What is needed =>
What you write should be an exact copy of the material, from its first line through the line containing "use crate::errors::ratio_or_zero;".

━━ Provided entries

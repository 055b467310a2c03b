//! ---
//! dcc_section: "02-formula-engine"
//! dcc_subsection: "module"
//! dcc_type: "source"
//! dcc_scope: "code"
//! dcc_description: "Ohm's law resolver."
//! dcc_version: "v0.1.0"
//! dcc_owner: "tbd"
//! ---
use serde::{Deserialize, Serialize};
use strum::{Display, EnumString};

use crate::errors::ratio_or_zero;

/// Quantity the resolver solves for.
#[derive(
    Debug, Clone, Copy, Serialize, Deserialize, PartialEq, Eq, Hash, Display, EnumString,
)]
#[serde(rename_all = "lowercase")]
#[strum(serialize_all = "lowercase")]
pub enum SolveFor {
    Voltage,
    Current,
    Resistance,
}

/// Inputs for one Ohm's law solve. The field named by `solve_for` is ignored.
#[derive(Debug, Clone, Copy, Serialize, Deserialize, PartialEq)]
pub struct OhmRequest {
    pub solve_for: SolveFor,
    #[serde(default)]
    pub voltage: f64,
    #[serde(default)]
    pub current: f64,
    #[serde(default)]
    pub resistance: f64,
}

impl OhmRequest {
    pub fn voltage(current: f64, resistance: f64) -> Self {
        Self {
            solve_for: SolveFor::Voltage,
            voltage: 0.0,
            current,
            resistance,
        }
    }

    pub fn current(voltage: f64, resistance: f64) -> Self {
        Self {
            solve_for: SolveFor::Current,
            voltage,
            current: 0.0,
            resistance,
        }
    }

    pub fn resistance(voltage: f64, current: f64) -> Self {
        Self {
            solve_for: SolveFor::Resistance,
            voltage,
            current,
            resistance: 0.0,
        }
    }
}

#[derive(Debug, Clone, Copy, Serialize, Deserialize, PartialEq)]
pub struct OhmResult {
    pub solved_for: SolveFor,
    pub voltage: f64,
    pub current: f64,
    pub resistance: f64,
}

impl OhmResult {
    /// The value that was solved for.
    pub fn solved_value(&self) -> f64 {
        match self.solved_for {
            SolveFor::Voltage => self.voltage,
            SolveFor::Current => self.current,
            SolveFor::Resistance => self.resistance,
        }
    }
}

/// V = I·R, I = V/R or R = V/I. A zero divisor yields 0 for the solved quantity.
pub fn solve_ohm(request: &OhmRequest) -> OhmResult {
    let OhmRequest {
        solve_for,
        voltage,
        current,
        resistance,
    } = *request;

    let (voltage, current, resistance) = match solve_for {
        SolveFor::Voltage => (current * resistance, current, resistance),
        SolveFor::Current => (
            voltage,
            ratio_or_zero("ohm.current", voltage, resistance),
            resistance,
        ),
        SolveFor::Resistance => (
            voltage,
            current,
            ratio_or_zero("ohm.resistance", voltage, current),
        ),
    };

    OhmResult {
        solved_for: solve_for,
        voltage,
        current,
        resistance,
    }
}
//! ---
//! dcc_section: "01-core-functionality"
//! dcc_subsection: "module"
//! dcc_type: "source"
//! dcc_scope: "code"
//! dcc_description: "Shared configuration for the calculator front ends."
//! dcc_version: "v0.1.0"
//! dcc_owner: "tbd"
//! ---
use std::fs;
use std::net::SocketAddr;
use std::path::{Path, PathBuf};

use anyhow::{anyhow, Context, Result};
use serde::{Deserialize, Serialize};
use tracing::debug;

use crate::logging::LogFormat;

/// Upper bound on the number of decimals printed by text output.
pub const MAX_PRECISION: usize = 12;

fn default_log_format() -> LogFormat {
    LogFormat::Pretty
}

fn default_api_listen() -> SocketAddr {
    SocketAddr::from(([127, 0, 0, 1], 8080))
}

fn default_report_directory() -> PathBuf {
    PathBuf::from("reports")
}

fn default_precision() -> usize {
    2
}

/// Primary configuration object for the calculator tools.
#[derive(Debug, Clone, Default, Serialize, Deserialize)]
pub struct AppConfig {
    #[serde(default)]
    pub logging: LoggingConfig,
    #[serde(default)]
    pub api: ApiConfig,
    #[serde(default)]
    pub reports: ReportConfig,
    #[serde(default)]
    pub display: DisplayConfig,
}

/// Metadata describing where an [`AppConfig`] was loaded from.
#[derive(Debug, Clone)]
pub struct LoadedAppConfig {
    pub config: AppConfig,
    /// `None` when no file was found and defaults are in effect.
    pub source: Option<PathBuf>,
}

impl AppConfig {
    pub const ENV_CONFIG_PATH: &'static str = "DCC_CONFIG";

    /// Load configuration from disk, respecting the `DCC_CONFIG` override.
    ///
    /// Fails when neither the override nor any candidate exists.
    pub fn load<P: AsRef<Path>>(candidates: &[P]) -> Result<Self> {
        let loaded = Self::load_with_source(candidates)?;
        if loaded.source.is_none() {
            return Err(anyhow!(
                "no configuration files found. inspected: {}",
                candidates
                    .iter()
                    .map(|p| p.as_ref().display().to_string())
                    .collect::<Vec<_>>()
                    .join(", ")
            ));
        }
        Ok(loaded.config)
    }

    /// Load configuration together with its source, falling back to defaults
    /// when no candidate exists.
    pub fn load_with_source<P: AsRef<Path>>(candidates: &[P]) -> Result<LoadedAppConfig> {
        if let Ok(env_path) = std::env::var(Self::ENV_CONFIG_PATH) {
            if !env_path.trim().is_empty() {
                let path = PathBuf::from(env_path);
                let config = Self::from_path(path.clone())?;
                return Ok(LoadedAppConfig {
                    config,
                    source: Some(path),
                });
            }
        }

        for candidate in candidates {
            if candidate.as_ref().exists() {
                let path = candidate.as_ref().to_path_buf();
                let config = Self::from_path(path.clone())?;
                return Ok(LoadedAppConfig {
                    config,
                    source: Some(path),
                });
            }
        }

        debug!("no configuration file found; using defaults");
        Ok(LoadedAppConfig {
            config: AppConfig::default(),
            source: None,
        })
    }

    fn from_path(path: PathBuf) -> Result<Self> {
        debug!(config_path = %path.display(), "loading configuration");
        let contents = fs::read_to_string(&path)
            .with_context(|| format!("unable to read config file {}", path.display()))?;
        contents
            .parse::<AppConfig>()
            .with_context(|| format!("failed to parse config file {}", path.display()))
    }

    /// Validate structural invariants.
    pub fn validate(&self) -> Result<()> {
        if self.display.precision > MAX_PRECISION {
            return Err(anyhow!(
                "display precision {} exceeds the maximum of {}",
                self.display.precision,
                MAX_PRECISION
            ));
        }
        if self.reports.directory.as_os_str().is_empty() {
            return Err(anyhow!("reports directory cannot be empty"));
        }
        Ok(())
    }
}

impl std::str::FromStr for AppConfig {
    type Err = anyhow::Error;

    fn from_str(content: &str) -> std::result::Result<Self, Self::Err> {
        let config: AppConfig =
            toml::from_str(content).with_context(|| "failed to parse configuration")?;
        config.validate()?;
        Ok(config)
    }
}

#[derive(Debug, Clone, Serialize, Deserialize)]
pub struct LoggingConfig {
    /// Directory for daily rolling JSON log files; file logging is off when unset.
    #[serde(default)]
    pub directory: Option<PathBuf>,
    #[serde(default = "default_log_format")]
    pub format: LogFormat,
    #[serde(default)]
    pub file_prefix: Option<String>,
}

impl Default for LoggingConfig {
    fn default() -> Self {
        Self {
            directory: None,
            format: default_log_format(),
            file_prefix: None,
        }
    }
}

#[derive(Debug, Clone, Serialize, Deserialize)]
pub struct ApiConfig {
    #[serde(default = "default_api_listen")]
    pub listen: SocketAddr,
}

impl Default for ApiConfig {
    fn default() -> Self {
        Self {
            listen: default_api_listen(),
        }
    }
}

#[derive(Debug, Clone, Serialize, Deserialize)]
pub struct ReportConfig {
    #[serde(default = "default_report_directory")]
    pub directory: PathBuf,
}

impl Default for ReportConfig {
    fn default() -> Self {
        Self {
            directory: default_report_directory(),
        }
    }
}

#[derive(Debug, Clone, Serialize, Deserialize)]
pub struct DisplayConfig {
    /// Decimals printed for each figure in text output.
    #[serde(default = "default_precision")]
    pub precision: usize,
}

impl Default for DisplayConfig {
    fn default() -> Self {
        Self {
            precision: default_precision(),
        }
    }
}
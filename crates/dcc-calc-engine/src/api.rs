//! ---
//! dcc_section: "02-formula-engine"
//! dcc_subsection: "module"
//! dcc_type: "source"
//! dcc_scope: "code"
//! dcc_description: "HTTP routes exposing the calculators as JSON endpoints."
//! dcc_version: "v0.1.0"
//! dcc_owner: "tbd"
//! ---
use serde::{Deserialize, Serialize};

use crate::resistance::Topology;

#[cfg(feature = "rest-api")]
pub use rest::router;

#[cfg(feature = "rest-api")]
mod rest {
    use axum::{
        extract::{rejection::JsonRejection, State},
        http::StatusCode,
        routing::{get, post},
        Json, Router,
    };
    use std::sync::Arc;
    use tracing::warn;

    use crate::{
        advisory::{advise, Advisory, AdvisoryRequest},
        errors::CalcEngineError,
        evaluate,
        kirchhoff::{solve_kcl, solve_kvl, KclNode, KclRequest, KvlLoop, KvlRequest},
        ohm::{solve_ohm, OhmRequest, OhmResult},
        power::{evaluate_power, PowerEnergy, PowerRequest},
        resistance::{aggregate_resistance, ResistanceRequest, ResistanceResult, ResistorSet},
        signal::{analyze_signals, SignalAnalysis, SignalRequest},
        source::{evaluate_source, SourceModel, SourceRequest},
        CalcRequest, CalcResponse,
    };

    use super::{HealthResponse, ResistanceBody};

    #[derive(Clone, Default)]
    pub struct CalcEngineState;

    pub fn router() -> Router {
        Router::new()
            .route("/api/health", get(health))
            .route("/api/calc/ohm", post(ohm))
            .route("/api/calc/resistance", post(resistance))
            .route("/api/calc/emf", post(emf))
            .route("/api/calc/power", post(power))
            .route("/api/calc/kcl", post(kcl))
            .route("/api/calc/kvl", post(kvl))
            .route("/api/calc/signal", post(signal))
            .route("/api/calc/advisory", post(advisory))
            .route("/api/calc/evaluate", post(evaluate_any))
            .with_state(Arc::new(CalcEngineState))
    }

    async fn health() -> Json<HealthResponse> {
        Json(HealthResponse {
            status: "ok".into(),
            version: env!("CARGO_PKG_VERSION").into(),
        })
    }

    async fn ohm(
        State(_): State<Arc<CalcEngineState>>,
        payload: Result<Json<OhmRequest>, JsonRejection>,
    ) -> Result<Json<OhmResult>, StatusCode> {
        Ok(Json(solve_ohm(&accept(payload)?)))
    }

    async fn resistance(
        State(_): State<Arc<CalcEngineState>>,
        payload: Result<Json<ResistanceBody>, JsonRejection>,
    ) -> Result<Json<ResistanceResult>, StatusCode> {
        let payload = accept(payload)?;
        let resistors = ResistorSet::new(payload.resistors).map_err(map_err)?;
        Ok(Json(aggregate_resistance(&ResistanceRequest {
            topology: payload.topology,
            resistors,
        })))
    }

    async fn emf(
        State(_): State<Arc<CalcEngineState>>,
        payload: Result<Json<SourceRequest>, JsonRejection>,
    ) -> Result<Json<SourceModel>, StatusCode> {
        Ok(Json(evaluate_source(&accept(payload)?)))
    }

    async fn power(
        State(_): State<Arc<CalcEngineState>>,
        payload: Result<Json<PowerRequest>, JsonRejection>,
    ) -> Result<Json<PowerEnergy>, StatusCode> {
        Ok(Json(evaluate_power(&accept(payload)?)))
    }

    async fn kcl(
        State(_): State<Arc<CalcEngineState>>,
        payload: Result<Json<KclRequest>, JsonRejection>,
    ) -> Result<Json<KclNode>, StatusCode> {
        Ok(Json(solve_kcl(&accept(payload)?)))
    }

    async fn kvl(
        State(_): State<Arc<CalcEngineState>>,
        payload: Result<Json<KvlRequest>, JsonRejection>,
    ) -> Result<Json<KvlLoop>, StatusCode> {
        Ok(Json(solve_kvl(&accept(payload)?)))
    }

    async fn signal(
        State(_): State<Arc<CalcEngineState>>,
        payload: Result<Json<SignalRequest>, JsonRejection>,
    ) -> Result<Json<SignalAnalysis>, StatusCode> {
        Ok(Json(analyze_signals(&accept(payload)?)))
    }

    async fn advisory(
        State(_): State<Arc<CalcEngineState>>,
        payload: Result<Json<AdvisoryRequest>, JsonRejection>,
    ) -> Result<Json<Advisory>, StatusCode> {
        Ok(Json(advise(&accept(payload)?)))
    }

    async fn evaluate_any(
        State(_): State<Arc<CalcEngineState>>,
        payload: Result<Json<CalcRequest>, JsonRejection>,
    ) -> Result<Json<CalcResponse>, StatusCode> {
        Ok(Json(evaluate(&accept(payload)?)))
    }

    /// Malformed bodies, including values a request type refuses to
    /// deserialize, are client errors.
    fn accept<T>(payload: Result<Json<T>, JsonRejection>) -> Result<T, StatusCode> {
        payload.map(|Json(body)| body).map_err(|rejection| {
            warn!(error = %rejection.body_text(), "rejecting malformed calculator request");
            StatusCode::BAD_REQUEST
        })
    }

    fn map_err(err: CalcEngineError) -> StatusCode {
        warn!(%err, "rejecting calculator request");
        if err.is_invalid_input() {
            StatusCode::BAD_REQUEST
        } else {
            StatusCode::INTERNAL_SERVER_ERROR
        }
    }
}

/// Unvalidated resistance payload; the resistor list is checked by the handler.
#[derive(Debug, Clone, Serialize, Deserialize)]
pub struct ResistanceBody {
    pub topology: Topology,
    pub resistors: Vec<f64>,
}

#[derive(Debug, Clone, Serialize, Deserialize, PartialEq, Eq)]
pub struct HealthResponse {
    pub status: String,
    pub version: String,
}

━━━━

Reply =>
repository 055b467310a2c03b
//! ---
//! dcc_section: "02-formula-engine"
//! dcc_subsection: "module"
//! dcc_type: "source"
//! dcc_scope: "code"
//! dcc_description: "Ohm's law resolver."
//! dcc_version: "v0.1.0"
//! dcc_owner: "tbd"
//! ---
use serde::{Deserialize, Serialize};
use strum::{Display, EnumString};

use crate::errors::ratio_or_zero;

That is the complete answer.